These bagatelles offer glittering diversion but little of lasting worth.

Sex and the City meets Erma Bombeck in this gossamer gathering of recollections from novelist Ephron (One Sunday Morning, 2005, etc.).

True to its title, the book flaunts the glimmers of memory that the author haphazardly crafts into vignettes detailing her bohemian-chic adventures in Los Angeles and New York—with an emphasis on the chic. Starting off as a wild child in the 1970s, she recounts swilling champagne with glamorous friends, buying couture from Saks Fifth Avenue and interviewing Manson Family member Squeaky Fromme at the Spahn Ranch. Ephron’s most entertaining anecdotes date from this era, as she name-drops celebrity friends and shines a light on the inner workings of the National Lampoon during its heady countercultural years. Less sparkling are her attempts to frame her contemporary life with her second husband and five children as a Beverly Hills version of Cheaper by the Dozen.
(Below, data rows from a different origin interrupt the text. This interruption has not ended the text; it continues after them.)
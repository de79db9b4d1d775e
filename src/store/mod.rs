//! # Recipe Store
//!
//! Persistence for recipe documents. Both backends validate candidates with
//! [`crate::validation::validate_recipe`] before writing and enforce title
//! uniqueness at the point of write, so two racing creates with the same
//! title resolve to one success and one [`StoreError::DuplicateTitle`].
//!
//! ## Modules
//!
//! - [`memory`] - Lock-guarded in-process store for tests and local runs
//! - [`mongo`] - MongoDB-backed store used in production

use async_trait::async_trait;
use chrono::{DateTime, SubsecRound, Utc};
use thiserror::Error;

use crate::types::{Recipe, RecipeInput};

pub mod memory;
pub mod mongo;

pub use memory::InMemoryRecipeStore;
pub use mongo::MongoRecipeStore;

/// Failures a store write or read can report.
#[derive(Debug, Error)]
pub enum StoreError {
    /// One or more field constraints were violated.
    #[error("recipe validation failed: {}", .0.join("; "))]
    Validation(Vec<String>),

    /// Another recipe already uses this title.
    #[error("a recipe with this title already exists")]
    DuplicateTitle,

    /// The backing database could not complete the operation.
    #[error("recipe store unavailable: {0}")]
    Unavailable(#[source] Box<dyn std::error::Error + Send + Sync>),
}

pub type StoreResult<T> = Result<T, StoreError>;

/// Creation time at the millisecond precision BSON dates can hold.
pub(crate) fn creation_timestamp() -> DateTime<Utc> {
    Utc::now().trunc_subsecs(3)
}

/// CRUD contract over the recipe collection.
///
/// Lookups by an id that names no recipe (including ids that are not
/// well-formed) yield `Ok(None)`.
#[async_trait]
pub trait RecipeStore: Send + Sync {
    /// All recipes, in insertion order.
    async fn find(&self) -> StoreResult<Vec<Recipe>>;

    async fn find_by_id(&self, id: &str) -> StoreResult<Option<Recipe>>;

    /// Validates and inserts a new recipe, assigning its id and creation time.
    async fn create(&self, input: RecipeInput) -> StoreResult<Recipe>;

    /// Validates `input` and replaces every mutable field of the recipe.
    ///
    /// `id` and `created_at` are preserved; optional fields absent from
    /// `input` are cleared.
    async fn find_by_id_and_update(&self, id: &str, input: RecipeInput) -> StoreResult<Option<Recipe>>;

    /// Removes the recipe and returns its last state.
    async fn delete_by_id(&self, id: &str) -> StoreResult<Option<Recipe>>;
}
Readers may find it difficult to conjure much empathy for a woman who disparages Elizabeth Taylor’s gigantic diamond ring as extravagant, but laments the theft of her own baubles fashioned by the likes of Tiffany, Cartier and Elsa Peretti. This theft, one of several that hit the Los Angeles area, understandably shook up the author, and the event functions as a sort of connecting thread for the collection. However, even when commenting on the serial burglar’s habit of creating a different persona for each house, she fails to delve further. Accounts of the hostile mothers at her son’s private school similarly fail to engage. While Ephron has enough of a sense of humor to keep these pieces from completely lacking in self-awareness, her writing too often skims the surface, even for comic musings. Likewise, the more somber essays addressing her mother’s depression and Ephron’s own experience with date rape are meandering and unfocused.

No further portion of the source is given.